- [YOUR INSTRUCTIONS] Go line by line through the data and copy those with the word "Result".

_ _ _ _ _

//! In-memory implementations of the external interfaces.
//!
//! Used by tests and local runs. Each backend supports fault injection and
//! artificial latency so failure paths can be driven deterministically.

use std::{
    collections::{HashMap, HashSet},
    time::Duration,
};

use chrono::Utc;
use podium_types::{
    Competitor, CompetitorId, LedgerErrorKind, LedgerReceipt, MatchId, OutcomeKind,
    PodiumError, RecordPointer, Result, StatusUpdate, Wager, WagerId,
};
use tokio::sync::Mutex;

use crate::traits::{Ledger, MatchDataProvider, RecordStore};

async fn simulate_latency(latency: Duration) {
    if !latency.is_zero() {
        tokio::time::sleep(latency).await;
    }
}

// ---------------------------------------------------------------------------
// Ledger
// ---------------------------------------------------------------------------

/// A settled wager as the ledger recorded it.
#[derive(Debug, Clone, PartialEq, Eq)]
pub struct LedgerEntry {
    pub winning_competitor_id: CompetitorId,
    pub pointer: RecordPointer,
    pub receipt: LedgerReceipt,
}

#[derive(Default)]
struct LedgerState {
    sequence: u64,
    /// Every commit ever accepted; never evicted.
    entries: HashMap<WagerId, LedgerEntry>,
    failing: HashMap<WagerId, LedgerErrorKind>,
    fail_next: Option<LedgerErrorKind>,
    latency: Duration,
}

/// Write-once ledger. A second commit for the same wager is rejected with
/// `AlreadyResolved` and never produces a second entry.
#[derive(Default)]
pub struct InMemoryLedger {
    state: Mutex<LedgerState>,
}

impl InMemoryLedger {
    #[must_use]
    pub fn new() -> Self {
        Self::default()
    }

    /// Reject every commit for `wager_id` with `kind`.
    pub async fn fail_wager(&self, wager_id: WagerId, kind: LedgerErrorKind) {
        self.state.lock().await.failing.insert(wager_id, kind);
    }

    /// Reject only the next commit, whichever wager it is for.
    pub async fn fail_next(&self, kind: LedgerErrorKind) {
        self.state.lock().await.fail_next = Some(kind);
    }

    pub async fn clear_faults(&self) {
        let mut state = self.state.lock().await;
        state.failing.clear();
        state.fail_next = None;
    }

    pub async fn set_latency(&self, latency: Duration) {
        self.state.lock().await.latency = latency;
    }

    pub async fn is_resolved(&self, wager_id: &WagerId) -> bool {
        self.state.lock().await.entries.contains_key(wager_id)
    }

    pub async fn entry(&self, wager_id: &WagerId) -> Option<LedgerEntry> {
        self.state.lock().await.entries.get(wager_id).cloned()
    }

    /// Number of commits accepted so far.
    pub async fn commit_count(&self) -> usize {
        self.state.lock().await.entries.len()
    }
}

impl Ledger for InMemoryLedger {
    async fn resolve(
        &self,
        wager_id: WagerId,
        winning_competitor_id: &CompetitorId,
        pointer: &RecordPointer,
    ) -> Result<LedgerReceipt> {
        let latency = self.state.lock().await.latency;
        simulate_latency(latency).await;

        let mut state = self.state.lock().await;
        if let Some(kind) = state.fail_next.take() {
            return Err(PodiumError::ledger(kind, "injected failure"));
        }
        if let Some(kind) = state.failing.get(&wager_id) {
            return Err(PodiumError::ledger(
                *kind,
                format!("injected failure for wager {wager_id}"),
            ));
        }
        if let Some(existing) = state.entries.get(&wager_id) {
            return Err(PodiumError::ledger(
                LedgerErrorKind::AlreadyResolved,
                format!(
                    "wager {wager_id} already settled in {}",
                    existing.receipt.tx_id
                ),
            ));
        }

        state.sequence += 1;
        let receipt = LedgerReceipt {
            tx_id: format!("tx-{:08}", state.sequence),
            sequence: state.sequence,
            committed_at: Utc::now(),
        };
        state.entries.insert(
            wager_id,
            LedgerEntry {
                winning_competitor_id: winning_competitor_id.clone(),
                pointer: pointer.clone(),
                receipt: receipt.clone(),
            },
        );
        tracing::debug!(wager = %wager_id, sequence = receipt.sequence, "Ledger entry written");
        Ok(receipt)
    }

    async fn receipt_for(&self, wager_id: WagerId) -> Result<Option<LedgerReceipt>> {
        Ok(self
            .state
            .lock()
            .await
            .entries
            .get(&wager_id)
            .map(|entry| entry.receipt.clone()))
    }
}

// ---------------------------------------------------------------------------
// Record store
// ---------------------------------------------------------------------------

#[derive(Default)]
struct StoreState {
    records: HashMap<WagerId, (RecordPointer, Wager)>,
    statuses: HashMap<WagerId, StatusUpdate>,
    upload_faults: HashSet<WagerId>,
    status_faults: HashSet<WagerId>,
    status_faults_once: HashSet<WagerId>,
    latency: Duration,
    uploads: usize,
}

/// Content-addressed record store. Re-uploading an identical record yields
/// the same pointer.
#[derive(Default)]
pub struct InMemoryRecordStore {
    state: Mutex<StoreState>,
}

impl InMemoryRecordStore {
    #[must_use]
    pub fn new() -> Self {
        Self::default()
    }

    pub async fn fail_uploads(&self, wager_id: WagerId) {
        self.state.lock().await.upload_faults.insert(wager_id);
    }

    pub async fn fail_status_updates(&self, wager_id: WagerId) {
        self.state.lock().await.status_faults.insert(wager_id);
    }

    /// Fail the next status update for `wager_id`, then succeed.
    pub async fn fail_status_update_once(&self, wager_id: WagerId) {
        self.state.lock().await.status_faults_once.insert(wager_id);
    }

    pub async fn clear_faults(&self) {
        let mut state = self.state.lock().await;
        state.upload_faults.clear();
        state.status_faults.clear();
        state.status_faults_once.clear();
    }

    pub async fn set_latency(&self, latency: Duration) {
        self.state.lock().await.latency = latency;
    }

    /// The last status written for `wager_id`.
    pub async fn status_of(&self, wager_id: &WagerId) -> Option<StatusUpdate> {
        self.state.lock().await.statuses.get(wager_id).cloned()
    }

    /// The last record uploaded for `wager_id`.
    pub async fn record(&self, wager_id: &WagerId) -> Option<Wager> {
        self.state
            .lock()
            .await
            .records
            .get(wager_id)
            .map(|(_, record)| record.clone())
    }

    pub async fn pointer_of(&self, wager_id: &WagerId) -> Option<RecordPointer> {
        self.state
            .lock()
            .await
            .records
            .get(wager_id)
            .map(|(pointer, _)| pointer.clone())
    }

    /// Total successful uploads, including re-uploads.
    pub async fn upload_count(&self) -> usize {
        self.state.lock().await.uploads
    }
}

impl RecordStore for InMemoryRecordStore {
    async fn upload(&self, wager_id: WagerId, record: &Wager) -> Result<RecordPointer> {
        let latency = self.state.lock().await.latency;
        simulate_latency(latency).await;

        let content = serde_json::to_vec(record)?;
        let mut state = self.state.lock().await;
        if state.upload_faults.contains(&wager_id) {
            return Err(PodiumError::storage(format!(
                "injected upload failure for wager {wager_id}"
            )));
        }
        let pointer = RecordPointer::for_content(&content);
        state
            .records
            .insert(wager_id, (pointer.clone(), record.clone()));
        state.uploads += 1;
        Ok(pointer)
    }

    async fn update_status(&self, wager_id: WagerId, update: &StatusUpdate) -> Result<()> {
        let latency = self.state.lock().await.latency;
        simulate_latency(latency).await;

        let mut state = self.state.lock().await;
        if state.status_faults.contains(&wager_id) || state.status_faults_once.remove(&wager_id) {
            return Err(PodiumError::storage(format!(
                "injected status failure for wager {wager_id}"
            )));
        }
        state.statuses.insert(wager_id, update.clone());
        Ok(())
    }
}

// ---------------------------------------------------------------------------
// Match data
// ---------------------------------------------------------------------------

/// Fixed match metadata keyed by match.
#[derive(Debug, Clone, Default)]
pub struct StaticMatchData {
    matches: HashMap<MatchId, (OutcomeKind, Vec<Competitor>)>,
}

impl StaticMatchData {
    #[must_use]
    pub fn new() -> Self {
        Self::default()
    }

    #[must_use]
    pub fn with_match(
        mut self,
        match_id: MatchId,
        kind: OutcomeKind,
        competitors: Vec<Competitor>,
    ) -> Self {
        self.insert(match_id, kind, competitors);
        self
    }

    pub fn insert(&mut self, match_id: MatchId, kind: OutcomeKind, competitors: Vec<Competitor>) {
        self.matches.insert(match_id, (kind, competitors));
    }

    fn lookup(&self, match_id: &MatchId) -> Result<&(OutcomeKind, Vec<Competitor>)> {
        self.matches
            .get(match_id)
            .ok_or_else(|| PodiumError::MatchData {
                reason: format!("unknown {match_id}"),
            })
    }
}

impl MatchDataProvider for StaticMatchData {
    async fn list_competitors(&self, match_id: &MatchId) -> Result<Vec<Competitor>> {
        Ok(self.lookup(match_id)?.1.clone())
    }

    async fn outcome_kind(&self, match_id: &MatchId) -> Result<OutcomeKind> {
        Ok(self.lookup(match_id)?.0)
    }
}

#[cfg(test)]
mod tests {
    use podium_types::{MatchOutcome, Resolution, WinningParty};

    use super::*;

    #[tokio::test]
    async fn ledger_sequences_are_monotonic() {
        let ledger = InMemoryLedger::new();
        let pointer = RecordPointer::new("p");
        let a = ledger
            .resolve(WagerId::new(), &CompetitorId::new("A"), &pointer)
            .await
            .unwrap();
        let b = ledger
            .resolve(WagerId::new(), &CompetitorId::new("A"), &pointer)
            .await
            .unwrap();
        assert!(b.sequence > a.sequence);
        assert_ne!(a.tx_id, b.tx_id);
        assert_eq!(ledger.commit_count().await, 2);
    }

    #[tokio::test]
    async fn ledger_never_pays_twice() {
        let ledger = InMemoryLedger::new();
        let id = WagerId::new();
        let pointer = RecordPointer::new("p");
        ledger
            .resolve(id, &CompetitorId::new("A"), &pointer)
            .await
            .unwrap();
        let err = ledger
            .resolve(id, &CompetitorId::new("B"), &pointer)
            .await
            .unwrap_err();
        assert!(matches!(
            err,
            PodiumError::Ledger {
                kind: LedgerErrorKind::AlreadyResolved,
                ..
            }
        ));
        let entry = ledger.entry(&id).await.unwrap();
        assert_eq!(entry.winning_competitor_id.as_str(), "A");
    }

    #[tokio::test]
    async fn ledger_remembers_every_commit() {
        let ledger = InMemoryLedger::new();
        let pointer = RecordPointer::new("p");
        let first = WagerId::new();
        let receipt = ledger
            .resolve(first, &CompetitorId::new("A"), &pointer)
            .await
            .unwrap();
        for _ in 0..500 {
            ledger
                .resolve(WagerId::new(), &CompetitorId::new("A"), &pointer)
                .await
                .unwrap();
        }

        let err = ledger
            .resolve(first, &CompetitorId::new("A"), &pointer)
            .await
            .unwrap_err();
        assert!(matches!(
            err,
            PodiumError::Ledger {
                kind: LedgerErrorKind::AlreadyResolved,
                ..
            }
        ));
        assert_eq!(ledger.commit_count().await, 501);
        assert_eq!(ledger.receipt_for(first).await.unwrap(), Some(receipt));
        assert_eq!(ledger.receipt_for(WagerId::new()).await.unwrap(), None);
    }

    #[tokio::test]
    async fn ledger_fail_next_is_one_shot() {
        let ledger = InMemoryLedger::new();
        ledger.fail_next(LedgerErrorKind::Network).await;
        let id = WagerId::new();
        let pointer = RecordPointer::new("p");
        let err = ledger
            .resolve(id, &CompetitorId::new("A"), &pointer)
            .await
            .unwrap_err();
        assert!(err.is_retryable());
        assert!(!ledger.is_resolved(&id).await);
        ledger
            .resolve(id, &CompetitorId::new("A"), &pointer)
            .await
            .unwrap();
        assert!(ledger.is_resolved(&id).await);
    }

    #[tokio::test]
    async fn identical_records_share_a_pointer() {
        let store = InMemoryRecordStore::new();
        let wager = Wager::dummy_accepted(&MatchId::new("m"), "A", "B");
        let p1 = store.upload(wager.id, &wager).await.unwrap();
        let p2 = store.upload(wager.id, &wager).await.unwrap();
        assert_eq!(p1, p2);
        assert!(p1.as_str().starts_with("sha256:"));
        assert_eq!(store.upload_count().await, 2);
        assert_eq!(store.record(&wager.id).await.unwrap(), wager);
    }

    #[tokio::test]
    async fn status_fault_once_then_succeeds() {
        let store = InMemoryRecordStore::new();
        let id = WagerId::new();
        store.fail_status_update_once(id).await;
        let update = StatusUpdate::resolved(Resolution {
            winning_competitor_id: CompetitorId::new("A"),
            winning_username: "alice".into(),
            winning_party: WinningParty::Creator,
            resolved_at: Utc::now(),
        });
        assert!(store.update_status(id, &update).await.is_err());
        assert!(store.status_of(&id).await.is_none());
        store.update_status(id, &update).await.unwrap();
        assert_eq!(store.status_of(&id).await.unwrap(), update);
    }

    #[tokio::test]
    async fn upload_fault_is_storage_error() {
        let store = InMemoryRecordStore::new();
        let wager = Wager::dummy_accepted(&MatchId::new("m"), "A", "B");
        store.fail_uploads(wager.id).await;
        let err = store.upload(wager.id, &wager).await.unwrap_err();
        assert!(matches!(err, PodiumError::Storage { .. }));
        assert!(store.pointer_of(&wager.id).await.is_none());
    }

    #[tokio::test]
    async fn unknown_match_is_match_data_error() {
        let data = StaticMatchData::new().with_match(
            MatchId::new("final"),
            OutcomeKind::SingleWinner,
            vec![Competitor::new("r", "Red", "RED")],
        );
        assert_eq!(
            data.outcome_kind(&MatchId::new("final")).await.unwrap(),
            MatchOutcome::winner("r").kind()
        );
        assert_eq!(
            data.list_competitors(&MatchId::new("final"))
                .await
                .unwrap()
                .len(),
            1
        );
        let err = data.list_competitors(&MatchId::new("nope")).await.unwrap_err();
        assert!(matches!(err, PodiumError::MatchData { .. }));
    }
}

_ _ _ _ _

- [ANSWER TO THIS TASK]
    PodiumError, RecordPointer, Result, StatusUpdate, Wager, WagerId,
    ) -> Result<LedgerReceipt> {
    async fn receipt_for(&self, wager_id: WagerId) -> Result<Option<LedgerReceipt>> {
    async fn upload(&self, wager_id: WagerId, record: &Wager) -> Result<RecordPointer> {
    async fn update_status(&self, wager_id: WagerId, update: &StatusUpdate) -> Result<()> {
    fn lookup(&self, match_id: &MatchId) -> Result<&(OutcomeKind, Vec<Competitor>)> {
    async fn list_competitors(&self, match_id: &MatchId) -> Result<Vec<Competitor>> {
    async fn outcome_kind(&self, match_id: &MatchId) -> Result<OutcomeKind> {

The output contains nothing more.